> Exercise aim
Here is a block of entries. Write out its lines exactly, from the first through the one containing "does no I/O.".

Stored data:
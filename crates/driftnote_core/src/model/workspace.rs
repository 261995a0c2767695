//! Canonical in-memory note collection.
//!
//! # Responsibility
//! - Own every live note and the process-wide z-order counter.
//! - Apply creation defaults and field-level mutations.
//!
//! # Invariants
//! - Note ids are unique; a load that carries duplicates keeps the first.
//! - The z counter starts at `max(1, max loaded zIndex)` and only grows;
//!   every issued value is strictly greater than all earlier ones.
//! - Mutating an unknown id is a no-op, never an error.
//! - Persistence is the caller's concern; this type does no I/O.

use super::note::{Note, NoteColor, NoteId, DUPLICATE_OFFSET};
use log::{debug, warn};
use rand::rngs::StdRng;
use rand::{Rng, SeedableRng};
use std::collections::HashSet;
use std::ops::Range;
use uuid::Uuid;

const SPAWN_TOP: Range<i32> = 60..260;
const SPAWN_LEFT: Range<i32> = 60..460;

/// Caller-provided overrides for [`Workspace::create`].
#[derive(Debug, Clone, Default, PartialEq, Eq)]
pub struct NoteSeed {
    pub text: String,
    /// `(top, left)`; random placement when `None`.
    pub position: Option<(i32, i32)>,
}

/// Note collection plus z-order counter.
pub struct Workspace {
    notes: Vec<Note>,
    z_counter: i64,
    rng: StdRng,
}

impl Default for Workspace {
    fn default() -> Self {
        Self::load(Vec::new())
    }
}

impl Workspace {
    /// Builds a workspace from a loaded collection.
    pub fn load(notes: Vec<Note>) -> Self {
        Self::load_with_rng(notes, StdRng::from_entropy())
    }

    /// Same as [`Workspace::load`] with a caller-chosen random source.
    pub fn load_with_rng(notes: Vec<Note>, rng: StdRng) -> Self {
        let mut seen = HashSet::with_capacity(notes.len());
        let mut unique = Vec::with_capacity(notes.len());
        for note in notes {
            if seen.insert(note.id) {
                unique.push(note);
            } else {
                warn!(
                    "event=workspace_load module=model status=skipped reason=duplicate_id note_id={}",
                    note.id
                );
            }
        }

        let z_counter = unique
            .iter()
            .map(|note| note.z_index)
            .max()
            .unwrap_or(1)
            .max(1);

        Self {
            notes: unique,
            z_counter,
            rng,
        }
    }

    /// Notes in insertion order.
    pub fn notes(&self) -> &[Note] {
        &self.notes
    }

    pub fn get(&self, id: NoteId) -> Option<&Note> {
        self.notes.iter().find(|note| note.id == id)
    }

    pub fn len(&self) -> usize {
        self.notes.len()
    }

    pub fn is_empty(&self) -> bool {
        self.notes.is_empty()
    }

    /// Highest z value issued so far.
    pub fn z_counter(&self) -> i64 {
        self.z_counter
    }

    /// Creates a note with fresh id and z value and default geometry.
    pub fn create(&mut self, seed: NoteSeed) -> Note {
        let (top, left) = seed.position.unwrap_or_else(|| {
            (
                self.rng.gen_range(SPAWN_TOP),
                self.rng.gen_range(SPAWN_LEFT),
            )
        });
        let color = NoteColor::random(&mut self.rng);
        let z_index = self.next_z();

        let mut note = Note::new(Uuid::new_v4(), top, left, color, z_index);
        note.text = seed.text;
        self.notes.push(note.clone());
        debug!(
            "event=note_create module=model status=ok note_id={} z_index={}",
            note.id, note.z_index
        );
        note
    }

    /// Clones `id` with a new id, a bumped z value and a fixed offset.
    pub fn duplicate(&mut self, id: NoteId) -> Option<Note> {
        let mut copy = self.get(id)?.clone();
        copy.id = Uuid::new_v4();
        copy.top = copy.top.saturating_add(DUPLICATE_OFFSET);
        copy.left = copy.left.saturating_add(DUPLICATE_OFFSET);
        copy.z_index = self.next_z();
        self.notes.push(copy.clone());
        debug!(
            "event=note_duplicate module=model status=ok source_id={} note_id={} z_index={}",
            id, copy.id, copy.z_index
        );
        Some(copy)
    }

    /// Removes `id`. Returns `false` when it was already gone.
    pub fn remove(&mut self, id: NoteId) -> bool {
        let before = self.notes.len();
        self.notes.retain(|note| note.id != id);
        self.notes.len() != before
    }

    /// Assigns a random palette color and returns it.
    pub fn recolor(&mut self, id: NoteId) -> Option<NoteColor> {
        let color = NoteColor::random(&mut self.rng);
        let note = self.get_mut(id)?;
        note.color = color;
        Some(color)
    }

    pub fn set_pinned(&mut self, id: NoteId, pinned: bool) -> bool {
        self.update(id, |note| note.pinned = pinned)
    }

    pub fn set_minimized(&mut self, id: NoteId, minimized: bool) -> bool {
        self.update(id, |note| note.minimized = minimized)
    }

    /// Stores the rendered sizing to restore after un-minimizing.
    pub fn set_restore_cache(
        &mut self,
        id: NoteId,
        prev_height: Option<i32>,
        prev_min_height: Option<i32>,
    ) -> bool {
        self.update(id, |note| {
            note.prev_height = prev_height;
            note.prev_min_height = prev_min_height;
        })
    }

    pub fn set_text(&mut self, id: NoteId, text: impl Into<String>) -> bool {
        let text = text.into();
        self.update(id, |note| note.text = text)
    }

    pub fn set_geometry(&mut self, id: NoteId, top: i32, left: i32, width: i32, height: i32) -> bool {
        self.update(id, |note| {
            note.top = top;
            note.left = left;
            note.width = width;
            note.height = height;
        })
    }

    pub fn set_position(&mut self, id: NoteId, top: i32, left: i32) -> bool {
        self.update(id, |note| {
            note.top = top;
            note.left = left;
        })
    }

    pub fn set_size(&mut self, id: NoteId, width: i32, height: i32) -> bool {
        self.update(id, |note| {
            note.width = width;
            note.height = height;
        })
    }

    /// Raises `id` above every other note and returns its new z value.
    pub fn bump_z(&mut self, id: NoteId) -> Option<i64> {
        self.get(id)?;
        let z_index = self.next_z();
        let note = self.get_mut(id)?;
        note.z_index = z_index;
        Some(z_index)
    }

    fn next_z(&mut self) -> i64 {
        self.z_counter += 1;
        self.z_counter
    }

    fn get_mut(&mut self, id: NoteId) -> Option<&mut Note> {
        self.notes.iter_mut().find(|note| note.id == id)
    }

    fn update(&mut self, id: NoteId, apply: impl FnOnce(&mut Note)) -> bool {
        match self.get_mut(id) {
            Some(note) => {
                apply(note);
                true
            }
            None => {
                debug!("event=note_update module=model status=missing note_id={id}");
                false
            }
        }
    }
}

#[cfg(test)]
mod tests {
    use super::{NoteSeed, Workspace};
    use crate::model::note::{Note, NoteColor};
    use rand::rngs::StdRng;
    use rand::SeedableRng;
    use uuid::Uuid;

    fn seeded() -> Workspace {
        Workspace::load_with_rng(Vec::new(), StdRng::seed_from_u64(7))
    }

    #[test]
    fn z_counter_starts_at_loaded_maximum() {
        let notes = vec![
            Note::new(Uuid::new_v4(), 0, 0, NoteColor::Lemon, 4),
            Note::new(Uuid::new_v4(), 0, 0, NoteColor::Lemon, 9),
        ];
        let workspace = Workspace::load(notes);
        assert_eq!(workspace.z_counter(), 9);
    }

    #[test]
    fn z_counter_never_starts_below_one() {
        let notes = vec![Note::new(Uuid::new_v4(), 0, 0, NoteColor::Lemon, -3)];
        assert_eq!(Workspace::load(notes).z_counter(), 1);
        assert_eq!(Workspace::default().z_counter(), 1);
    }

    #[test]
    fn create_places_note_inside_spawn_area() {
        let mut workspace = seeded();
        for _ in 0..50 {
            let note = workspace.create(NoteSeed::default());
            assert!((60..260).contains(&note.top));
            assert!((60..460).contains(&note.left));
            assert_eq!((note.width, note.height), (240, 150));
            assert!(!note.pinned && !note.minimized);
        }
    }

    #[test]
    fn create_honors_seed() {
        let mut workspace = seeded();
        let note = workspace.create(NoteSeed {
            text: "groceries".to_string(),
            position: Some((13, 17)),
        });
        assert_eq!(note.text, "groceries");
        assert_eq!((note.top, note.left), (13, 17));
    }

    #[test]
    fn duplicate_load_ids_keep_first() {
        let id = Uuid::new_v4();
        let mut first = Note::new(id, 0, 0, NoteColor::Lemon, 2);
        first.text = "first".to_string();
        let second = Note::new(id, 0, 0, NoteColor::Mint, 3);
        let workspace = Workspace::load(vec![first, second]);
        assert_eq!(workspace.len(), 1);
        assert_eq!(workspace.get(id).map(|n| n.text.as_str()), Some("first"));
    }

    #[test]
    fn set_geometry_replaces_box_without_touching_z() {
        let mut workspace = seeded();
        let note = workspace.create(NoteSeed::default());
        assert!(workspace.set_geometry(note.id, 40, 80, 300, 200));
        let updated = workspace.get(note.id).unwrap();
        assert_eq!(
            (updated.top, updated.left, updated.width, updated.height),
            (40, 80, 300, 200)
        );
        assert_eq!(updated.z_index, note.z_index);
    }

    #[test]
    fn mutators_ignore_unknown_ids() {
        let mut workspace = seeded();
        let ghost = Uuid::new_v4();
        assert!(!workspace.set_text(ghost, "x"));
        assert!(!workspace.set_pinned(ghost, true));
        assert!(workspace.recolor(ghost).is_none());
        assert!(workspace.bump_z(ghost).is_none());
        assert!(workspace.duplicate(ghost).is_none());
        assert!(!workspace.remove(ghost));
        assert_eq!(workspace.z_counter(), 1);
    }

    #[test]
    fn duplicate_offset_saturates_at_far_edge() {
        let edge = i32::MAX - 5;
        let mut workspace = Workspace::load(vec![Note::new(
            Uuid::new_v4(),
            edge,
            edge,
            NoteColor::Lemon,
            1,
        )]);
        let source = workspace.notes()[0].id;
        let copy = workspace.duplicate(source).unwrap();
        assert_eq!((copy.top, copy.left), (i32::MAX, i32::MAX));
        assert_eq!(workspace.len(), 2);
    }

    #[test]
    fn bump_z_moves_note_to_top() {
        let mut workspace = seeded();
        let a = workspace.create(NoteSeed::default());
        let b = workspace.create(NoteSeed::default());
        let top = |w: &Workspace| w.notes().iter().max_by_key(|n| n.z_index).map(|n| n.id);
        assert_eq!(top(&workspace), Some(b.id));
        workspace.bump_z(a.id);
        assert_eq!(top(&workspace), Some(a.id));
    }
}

> Exercise output
filename crates/driftnote_core/src/model/workspace.rs
repository 261995a0c2767695
//! Canonical in-memory note collection.
//!
//! # Responsibility
//! - Own every live note and the process-wide z-order counter.
//! - Apply creation defaults and field-level mutations.
//!
//! # Invariants
//! - Note ids are unique; a load that carries duplicates keeps the first.
//! - The z counter starts at `max(1, max loaded zIndex)` and only grows;
//!   every issued value is strictly greater than all earlier ones.
//! - Mutating an unknown id is a no-op, never an error.
//! - Persistence is the caller's concern; this type does no I/O.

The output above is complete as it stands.